(Beginning of Provided information)

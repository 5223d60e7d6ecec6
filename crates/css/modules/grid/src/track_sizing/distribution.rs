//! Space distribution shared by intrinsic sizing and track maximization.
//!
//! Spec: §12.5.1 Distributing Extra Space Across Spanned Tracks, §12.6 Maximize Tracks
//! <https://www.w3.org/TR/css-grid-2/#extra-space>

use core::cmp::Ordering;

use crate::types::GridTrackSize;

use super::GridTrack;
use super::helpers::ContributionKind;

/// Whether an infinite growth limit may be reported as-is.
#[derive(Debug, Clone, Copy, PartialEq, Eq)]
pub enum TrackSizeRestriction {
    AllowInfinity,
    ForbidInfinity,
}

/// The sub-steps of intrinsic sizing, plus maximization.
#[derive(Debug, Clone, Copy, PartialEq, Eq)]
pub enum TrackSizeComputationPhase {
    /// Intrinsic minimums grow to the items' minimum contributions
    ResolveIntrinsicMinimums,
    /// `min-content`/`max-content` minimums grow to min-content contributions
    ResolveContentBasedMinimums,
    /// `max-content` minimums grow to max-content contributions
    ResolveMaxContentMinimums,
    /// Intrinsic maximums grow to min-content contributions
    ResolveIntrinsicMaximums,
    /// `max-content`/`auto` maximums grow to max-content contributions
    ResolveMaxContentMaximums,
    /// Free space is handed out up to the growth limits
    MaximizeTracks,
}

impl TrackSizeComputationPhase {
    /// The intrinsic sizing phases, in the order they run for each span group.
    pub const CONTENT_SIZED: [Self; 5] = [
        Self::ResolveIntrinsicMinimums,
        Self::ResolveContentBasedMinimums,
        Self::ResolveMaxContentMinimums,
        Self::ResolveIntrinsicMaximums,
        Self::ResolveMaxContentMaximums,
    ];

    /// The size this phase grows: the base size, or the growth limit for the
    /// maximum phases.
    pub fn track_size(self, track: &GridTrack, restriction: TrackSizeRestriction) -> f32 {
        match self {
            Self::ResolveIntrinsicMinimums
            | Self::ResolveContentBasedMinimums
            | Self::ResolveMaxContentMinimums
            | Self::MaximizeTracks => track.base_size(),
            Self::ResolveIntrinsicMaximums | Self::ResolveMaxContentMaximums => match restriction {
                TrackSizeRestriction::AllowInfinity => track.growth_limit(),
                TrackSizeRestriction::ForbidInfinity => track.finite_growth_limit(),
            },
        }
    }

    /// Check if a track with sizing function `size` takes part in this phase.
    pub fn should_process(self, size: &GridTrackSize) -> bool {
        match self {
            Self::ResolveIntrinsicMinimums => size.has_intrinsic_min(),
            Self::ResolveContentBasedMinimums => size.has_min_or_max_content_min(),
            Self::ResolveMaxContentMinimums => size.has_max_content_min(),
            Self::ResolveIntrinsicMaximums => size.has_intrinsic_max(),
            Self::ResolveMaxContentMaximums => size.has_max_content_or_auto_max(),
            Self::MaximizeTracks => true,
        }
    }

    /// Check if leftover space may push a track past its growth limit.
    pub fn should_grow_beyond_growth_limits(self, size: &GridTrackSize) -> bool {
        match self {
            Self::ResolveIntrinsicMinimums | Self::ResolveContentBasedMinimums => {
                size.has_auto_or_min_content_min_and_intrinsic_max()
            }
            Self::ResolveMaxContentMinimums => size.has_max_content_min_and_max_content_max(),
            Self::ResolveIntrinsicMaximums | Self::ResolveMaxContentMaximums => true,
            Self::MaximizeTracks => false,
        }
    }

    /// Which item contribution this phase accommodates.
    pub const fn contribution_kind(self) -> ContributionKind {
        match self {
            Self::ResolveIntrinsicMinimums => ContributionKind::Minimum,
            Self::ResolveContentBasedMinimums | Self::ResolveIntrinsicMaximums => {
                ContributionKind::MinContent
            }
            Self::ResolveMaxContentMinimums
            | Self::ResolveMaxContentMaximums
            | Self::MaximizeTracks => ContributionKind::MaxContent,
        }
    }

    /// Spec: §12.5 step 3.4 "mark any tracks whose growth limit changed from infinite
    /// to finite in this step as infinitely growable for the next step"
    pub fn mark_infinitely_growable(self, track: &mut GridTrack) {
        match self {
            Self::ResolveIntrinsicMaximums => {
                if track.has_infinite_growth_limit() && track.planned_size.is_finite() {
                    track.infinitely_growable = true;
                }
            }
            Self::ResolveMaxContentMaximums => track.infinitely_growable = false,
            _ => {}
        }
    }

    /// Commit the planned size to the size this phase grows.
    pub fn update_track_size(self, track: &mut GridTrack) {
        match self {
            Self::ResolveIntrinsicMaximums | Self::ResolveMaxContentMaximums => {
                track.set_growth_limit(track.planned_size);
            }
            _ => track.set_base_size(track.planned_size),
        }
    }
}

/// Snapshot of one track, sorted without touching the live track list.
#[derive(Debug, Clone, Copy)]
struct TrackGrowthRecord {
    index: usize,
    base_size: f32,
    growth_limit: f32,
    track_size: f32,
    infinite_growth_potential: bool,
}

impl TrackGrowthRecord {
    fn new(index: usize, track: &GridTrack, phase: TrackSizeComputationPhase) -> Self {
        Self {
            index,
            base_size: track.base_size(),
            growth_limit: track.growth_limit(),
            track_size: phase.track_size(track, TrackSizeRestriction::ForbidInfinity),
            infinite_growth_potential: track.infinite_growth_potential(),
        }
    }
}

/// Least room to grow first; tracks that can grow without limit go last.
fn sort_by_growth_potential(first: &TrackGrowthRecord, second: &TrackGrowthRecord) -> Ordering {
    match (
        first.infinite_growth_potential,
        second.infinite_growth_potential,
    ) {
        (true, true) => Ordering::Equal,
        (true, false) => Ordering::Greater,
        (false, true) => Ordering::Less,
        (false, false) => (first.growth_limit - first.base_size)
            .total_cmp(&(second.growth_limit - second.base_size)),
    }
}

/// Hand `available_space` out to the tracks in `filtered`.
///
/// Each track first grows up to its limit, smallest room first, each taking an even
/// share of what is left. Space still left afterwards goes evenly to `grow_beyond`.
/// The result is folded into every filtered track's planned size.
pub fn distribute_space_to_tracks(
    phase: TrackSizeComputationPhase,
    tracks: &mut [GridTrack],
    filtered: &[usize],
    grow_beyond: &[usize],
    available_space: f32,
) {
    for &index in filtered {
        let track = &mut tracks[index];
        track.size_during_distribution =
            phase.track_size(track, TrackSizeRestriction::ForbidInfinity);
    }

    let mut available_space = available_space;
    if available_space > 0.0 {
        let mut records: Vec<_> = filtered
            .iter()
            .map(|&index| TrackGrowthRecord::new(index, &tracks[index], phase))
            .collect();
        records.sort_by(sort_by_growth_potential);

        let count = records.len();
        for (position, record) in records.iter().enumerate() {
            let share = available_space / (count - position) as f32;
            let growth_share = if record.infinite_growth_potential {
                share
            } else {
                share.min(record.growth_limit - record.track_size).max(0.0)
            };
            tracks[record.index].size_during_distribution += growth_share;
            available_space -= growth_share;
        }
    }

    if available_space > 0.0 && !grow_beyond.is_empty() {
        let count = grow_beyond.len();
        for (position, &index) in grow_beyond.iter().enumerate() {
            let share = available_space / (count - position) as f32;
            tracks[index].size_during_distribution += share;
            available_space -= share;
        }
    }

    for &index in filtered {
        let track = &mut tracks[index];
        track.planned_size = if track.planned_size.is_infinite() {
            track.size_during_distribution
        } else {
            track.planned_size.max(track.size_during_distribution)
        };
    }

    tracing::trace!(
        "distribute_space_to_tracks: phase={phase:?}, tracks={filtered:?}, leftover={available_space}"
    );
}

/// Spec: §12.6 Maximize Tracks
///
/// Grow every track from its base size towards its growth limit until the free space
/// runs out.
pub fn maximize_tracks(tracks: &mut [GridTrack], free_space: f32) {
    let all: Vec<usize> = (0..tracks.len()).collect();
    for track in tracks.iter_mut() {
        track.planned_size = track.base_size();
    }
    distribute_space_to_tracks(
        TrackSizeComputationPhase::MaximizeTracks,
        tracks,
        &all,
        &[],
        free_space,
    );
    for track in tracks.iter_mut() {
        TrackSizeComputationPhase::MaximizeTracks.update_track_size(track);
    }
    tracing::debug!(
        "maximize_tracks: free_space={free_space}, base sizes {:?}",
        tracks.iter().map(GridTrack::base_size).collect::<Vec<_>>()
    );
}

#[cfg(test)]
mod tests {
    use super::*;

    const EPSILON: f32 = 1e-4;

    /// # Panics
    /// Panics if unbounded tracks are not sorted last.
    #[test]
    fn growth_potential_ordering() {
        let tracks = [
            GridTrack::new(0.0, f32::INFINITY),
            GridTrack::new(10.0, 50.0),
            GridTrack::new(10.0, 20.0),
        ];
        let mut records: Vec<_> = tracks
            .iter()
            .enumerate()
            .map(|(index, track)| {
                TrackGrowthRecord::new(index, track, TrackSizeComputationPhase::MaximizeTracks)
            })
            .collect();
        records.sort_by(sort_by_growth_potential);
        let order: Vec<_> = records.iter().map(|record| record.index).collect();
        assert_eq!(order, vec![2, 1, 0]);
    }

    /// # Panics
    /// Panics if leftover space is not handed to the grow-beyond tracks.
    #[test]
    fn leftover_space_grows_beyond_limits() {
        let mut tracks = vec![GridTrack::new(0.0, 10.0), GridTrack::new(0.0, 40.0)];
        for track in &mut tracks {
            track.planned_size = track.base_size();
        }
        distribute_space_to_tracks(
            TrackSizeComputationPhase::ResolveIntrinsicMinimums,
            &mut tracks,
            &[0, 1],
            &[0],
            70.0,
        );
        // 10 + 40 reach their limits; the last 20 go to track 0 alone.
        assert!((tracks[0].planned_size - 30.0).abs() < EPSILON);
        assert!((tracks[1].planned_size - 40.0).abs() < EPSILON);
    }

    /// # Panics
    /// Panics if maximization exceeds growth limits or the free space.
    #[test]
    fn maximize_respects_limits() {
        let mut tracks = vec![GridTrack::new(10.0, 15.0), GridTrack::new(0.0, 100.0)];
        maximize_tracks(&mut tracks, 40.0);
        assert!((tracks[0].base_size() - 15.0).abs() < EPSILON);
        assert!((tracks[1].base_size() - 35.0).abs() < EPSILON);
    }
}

(End of Provided information)

* Task statement: Repeat word for word every line from the start of the entries to the line holding "maximums grow to min-content contributions", inclusive, and nothing else.

* Answer section:
repository 5223d60e7d6ecec6
filename crates/css/modules/grid/src/track_sizing/distribution.rs
//! Space distribution shared by intrinsic sizing and track maximization.
//!
//! Spec: §12.5.1 Distributing Extra Space Across Spanned Tracks, §12.6 Maximize Tracks
//! <https://www.w3.org/TR/css-grid-2/#extra-space>

use core::cmp::Ordering;

use crate::types::GridTrackSize;

use super::GridTrack;
use super::helpers::ContributionKind;

/// Whether an infinite growth limit may be reported as-is.
#[derive(Debug, Clone, Copy, PartialEq, Eq)]
pub enum TrackSizeRestriction {
    AllowInfinity,
    ForbidInfinity,
}

/// The sub-steps of intrinsic sizing, plus maximization.
#[derive(Debug, Clone, Copy, PartialEq, Eq)]
pub enum TrackSizeComputationPhase {
    /// Intrinsic minimums grow to the items' minimum contributions
    ResolveIntrinsicMinimums,
    /// `min-content`/`max-content` minimums grow to min-content contributions
    ResolveContentBasedMinimums,
    /// `max-content` minimums grow to max-content contributions
    ResolveMaxContentMinimums,
    /// Intrinsic maximums grow to min-content contributions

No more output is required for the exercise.